> **Source information**
= = = =
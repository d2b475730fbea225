//! Static site builder.

use std::collections::BTreeMap;
use std::fs;
use std::path::{Path, PathBuf};
use std::time::Instant;

use rayon::prelude::*;

use adorn_html::{build_toc, extract_meta, Fragment, HeadingNode};

use crate::assets::AssetPipeline;
use crate::files::{walk_files, Files, SiteFile};
use crate::hooks::{Page, Plugin, PluginError};
use crate::templates::{Context, NavItem, TemplateEngine};

/// Configuration for building a static site.
#[derive(Debug, Clone)]
pub struct BuildConfig {
    /// Project root, where the configuration file lives
    pub project_dir: PathBuf,

    /// Source docs directory
    pub docs_dir: PathBuf,

    /// Output directory
    pub site_dir: PathBuf,

    /// Base URL for the site
    pub base_url: String,

    /// Site title
    pub title: String,

    /// Give each page its own directory (`guide/` instead of `guide.html`)
    pub use_directory_urls: bool,

    /// Stylesheets to include on every page, relative to the site root
    pub extra_css: Vec<String>,

    /// Scripts to include on every page, relative to the site root
    pub extra_javascript: Vec<String>,
}

impl Default for BuildConfig {
    fn default() -> Self {
        Self {
            project_dir: PathBuf::from("."),
            docs_dir: PathBuf::from("docs"),
            site_dir: PathBuf::from("site"),
            base_url: "/".to_string(),
            title: "Documentation".to_string(),
            use_directory_urls: true,
            extra_css: vec![],
            extra_javascript: vec![],
        }
    }
}

/// Result of a build operation.
#[derive(Debug)]
pub struct BuildResult {
    /// Number of pages generated
    pub pages: usize,

    /// Number of files copied verbatim
    pub media: usize,

    /// Total build time in milliseconds
    pub duration_ms: u64,

    /// Output directory
    pub site_dir: PathBuf,
}

/// Errors that can occur during build.
#[derive(Debug, thiserror::Error)]
pub enum BuildError {
    #[error("Failed to read docs directory: {0}")]
    ReadError(String),

    #[error("Failed to render template: {0}")]
    TemplateError(String),

    #[error("Failed to write output: {0}")]
    WriteError(String),

    #[error(transparent)]
    Plugin(#[from] PluginError),
}

/// A page after the content stage, ready for templating.
#[derive(Debug)]
struct RenderedPage {
    file: SiteFile,
    title: String,
    description: Option<String>,
    toc: Vec<HeadingNode>,
    content: String,
}

/// Static site builder.
pub struct StaticBuilder {
    config: BuildConfig,
    plugins: Vec<Box<dyn Plugin>>,
    templates: TemplateEngine,
}

impl StaticBuilder {
    /// Create a new static builder.
    pub fn new(config: BuildConfig) -> Result<Self, BuildError> {
        let templates =
            TemplateEngine::new().map_err(|e| BuildError::TemplateError(e.to_string()))?;

        Ok(Self {
            config,
            plugins: Vec::new(),
            templates,
        })
    }

    /// Register a plugin. Plugins run in registration order.
    pub fn with_plugin<P: Plugin + 'static>(mut self, plugin: P) -> Self {
        self.plugins.push(Box::new(plugin));
        self
    }

    /// The configuration, as adjusted by plugins once a build has started.
    pub fn config(&self) -> &BuildConfig {
        &self.config
    }

    /// Build the static site.
    pub fn build(&mut self) -> Result<BuildResult, BuildError> {
        let start = Instant::now();

        for plugin in &mut self.plugins {
            plugin.on_config(&mut self.config)?;
        }

        if !self.config.docs_dir.is_dir() {
            return Err(BuildError::ReadError(format!(
                "Docs directory not found: {}",
                self.config.docs_dir.display()
            )));
        }

        fs::create_dir_all(&self.config.site_dir)
            .map_err(|e| BuildError::WriteError(e.to_string()))?;

        let mut files = self.discover_files();
        for plugin in &mut self.plugins {
            plugin.on_files(&mut files, &self.config)?;
        }

        let builder = &*self;

        let media = builder.copy_media(&files)?;

        // Render page bodies in parallel
        let sources: Vec<&SiteFile> = files.documentation_pages().collect();
        let mut pages = sources
            .par_iter()
            .map(|file| builder.render_page(file))
            .collect::<Result<Vec<_>, _>>()?;
        pages.sort_by(|a, b| nav_order(&a.file).cmp(&nav_order(&b.file)));

        let nav = builder.build_navigation(&pages);

        pages
            .par_iter()
            .map(|page| builder.write_page(page, &nav))
            .collect::<Result<Vec<_>, _>>()?;

        builder.generate_assets()?;
        builder.generate_sitemap(&pages)?;

        for plugin in &builder.plugins {
            plugin.on_post_build(&builder.config)?;
        }

        let duration = start.elapsed();

        Ok(BuildResult {
            pages: pages.len(),
            media,
            duration_ms: duration.as_millis() as u64,
            site_dir: builder.config.site_dir.clone(),
        })
    }

    /// Every file under the docs directory: Markdown files are pages,
    /// everything else is copied.
    fn discover_files(&self) -> Files {
        let config = &self.config;
        let mut files = Files::new();

        for (src_uri, _) in walk_files(&config.docs_dir) {
            let file = if src_uri.ends_with(".md") {
                SiteFile::page(
                    &src_uri,
                    &config.docs_dir,
                    &config.site_dir,
                    config.use_directory_urls,
                )
            } else {
                SiteFile::media(&src_uri, &config.docs_dir, &config.site_dir)
            };
            files.append(file);
        }

        files
    }

    /// Copy media files into the site directory.
    fn copy_media(&self, files: &Files) -> Result<usize, BuildError> {
        let mut copied = 0;

        for file in files.media_files() {
            if let Some(parent) = file.abs_dest_path.parent() {
                fs::create_dir_all(parent).map_err(|e| BuildError::WriteError(e.to_string()))?;
            }
            fs::copy(&file.abs_src_path, &file.abs_dest_path).map_err(|e| {
                BuildError::WriteError(format!("{}: {}", file.abs_dest_path.display(), e))
            })?;
            copied += 1;
        }

        Ok(copied)
    }

    /// Run one page through the read, Markdown and content stages.
    fn render_page(&self, file: &SiteFile) -> Result<RenderedPage, BuildError> {
        let mut page = Page::new(file.clone());

        let mut source = None;
        for plugin in &self.plugins {
            source = plugin.on_page_read_source(&page, &self.config)?;
            if source.is_some() {
                break;
            }
        }
        let source = match source {
            Some(source) => source,
            None => fs::read_to_string(&file.abs_src_path).map_err(|e| {
                BuildError::ReadError(format!("{}: {}", file.abs_src_path.display(), e))
            })?,
        };

        let mut markdown = source;
        for plugin in &self.plugins {
            markdown = plugin.on_page_markdown(markdown, &mut page, &self.config)?;
        }

        let mut fragment = Fragment::parse(&render_markdown(&markdown));
        page.toc = build_toc(&mut fragment);
        let heading = extract_meta(&fragment).remove("title");

        let mut content = fragment.to_html();
        for plugin in &self.plugins {
            content = plugin.on_page_content(content, &mut page, &self.config)?;
        }

        let title = page
            .meta
            .get("title")
            .cloned()
            .or(heading)
            .unwrap_or_else(|| capitalize(file.stem()));

        tracing::debug!("Rendered {} ({})", file.src_uri, title);

        Ok(RenderedPage {
            description: page.meta.get("description").cloned(),
            file: page.file,
            title,
            toc: page.toc,
            content,
        })
    }

    /// Build navigation structure from pages.
    fn build_navigation(&self, pages: &[RenderedPage]) -> Vec<NavItem> {
        let mut nav = Vec::new();
        let mut dirs: BTreeMap<&str, Vec<NavItem>> = BTreeMap::new();

        for page in pages {
            let item = NavItem {
                title: page.title.clone(),
                path: self.page_url(&page.file),
                children: Vec::new(),
                active: false,
            };

            // Group by parent directory
            dirs.entry(page.file.parent_uri()).or_default().push(item);
        }

        if let Some(root_items) = dirs.remove("") {
            nav.extend(root_items);
        }

        // Add subdirectories as nested items
        for (dir, items) in dirs {
            let dir_name = dir.rsplit('/').next().unwrap_or(dir);

            nav.push(NavItem {
                title: capitalize(dir_name),
                path: format!("{}{}/", self.config.base_url, dir),
                children: items,
                active: false,
            });
        }

        nav
    }

    /// Site-absolute URL of a page.
    fn page_url(&self, file: &SiteFile) -> String {
        format!("{}{}", self.config.base_url, file.url)
    }

    /// Render a page through the template and write it out.
    fn write_page(&self, page: &RenderedPage, nav: &[NavItem]) -> Result<(), BuildError> {
        let url = self.page_url(&page.file);
        let nav = nav.iter().map(|item| mark_active(item, &url)).collect();

        let context = Context {
            title: page.title.clone(),
            description: page.description.clone(),
            site_title: self.config.title.clone(),
            content: page.content.clone(),
            nav,
            toc: page.toc.clone(),
            base_url: self.config.base_url.clone(),
            extra_css: self.config.extra_css.clone(),
            extra_javascript: self.config.extra_javascript.clone(),
        };

        let html = self
            .templates
            .render_page("doc.html", &context)
            .map_err(|e: minijinja::Error| BuildError::TemplateError(e.to_string()))?;

        write_file(&page.file.abs_dest_path, &html)
    }

    /// Generate theme assets.
    fn generate_assets(&self) -> Result<(), BuildError> {
        let assets_dir = self.config.site_dir.join("assets");

        write_file(&assets_dir.join("main.css"), &AssetPipeline::generate_css())?;
        write_file(&assets_dir.join("main.js"), &AssetPipeline::generate_js())
    }

    /// Generate sitemap.
    fn generate_sitemap(&self, pages: &[RenderedPage]) -> Result<(), BuildError> {
        let urls: Vec<String> = pages
            .iter()
            .map(|page| {
                format!(
                    "  <url>\n    <loc>{}</loc>\n  </url>",
                    self.page_url(&page.file)
                )
            })
            .collect();

        let sitemap = format!(
            r#"<?xml version="1.0" encoding="UTF-8"?>
<urlset xmlns="http://www.sitemaps.org/schemas/sitemap/0.9">
{}
</urlset>"#,
            urls.join("\n")
        );

        write_file(&self.config.site_dir.join("sitemap.xml"), &sitemap)
    }
}

/// Render Markdown to HTML.
fn render_markdown(markdown: &str) -> String {
    use pulldown_cmark::{html, Options, Parser};

    if markdown.is_empty() {
        return String::new();
    }

    let options = Options::ENABLE_TABLES
        | Options::ENABLE_FOOTNOTES
        | Options::ENABLE_STRIKETHROUGH
        | Options::ENABLE_TASKLISTS;

    let parser = Parser::new_ext(markdown, options);

    let mut html_output = String::new();
    html::push_html(&mut html_output, parser);

    html_output
}

/// Sort key placing each directory's index page first.
fn nav_order(file: &SiteFile) -> (&str, bool, &str) {
    (file.parent_uri(), file.stem() != "index", &file.src_uri)
}

fn mark_active(item: &NavItem, url: &str) -> NavItem {
    NavItem {
        title: item.title.clone(),
        path: item.path.clone(),
        children: item.children.iter().map(|c| mark_active(c, url)).collect(),
        active: item.children.is_empty() && item.path == url,
    }
}

fn write_file(path: &Path, content: &str) -> Result<(), BuildError> {
    if let Some(parent) = path.parent() {
        fs::create_dir_all(parent).map_err(|e| BuildError::WriteError(e.to_string()))?;
    }
    fs::write(path, content)
        .map_err(|e| BuildError::WriteError(format!("{}: {}", path.display(), e)))
}

/// Capitalize first letter of a string.
fn capitalize(s: &str) -> String {
    let mut chars = s.chars();
    match chars.next() {
        Some(c) => c.to_uppercase().collect::<String>() + chars.as_str(),
        None => String::new(),
    }
}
= = = =
> **Task brief**
List the lines of the material in which the word "urlset" occurs.

> **Exercise answer**
<urlset xmlns="http://www.sitemaps.org/schemas/sitemap/0.9">
</urlset>"#,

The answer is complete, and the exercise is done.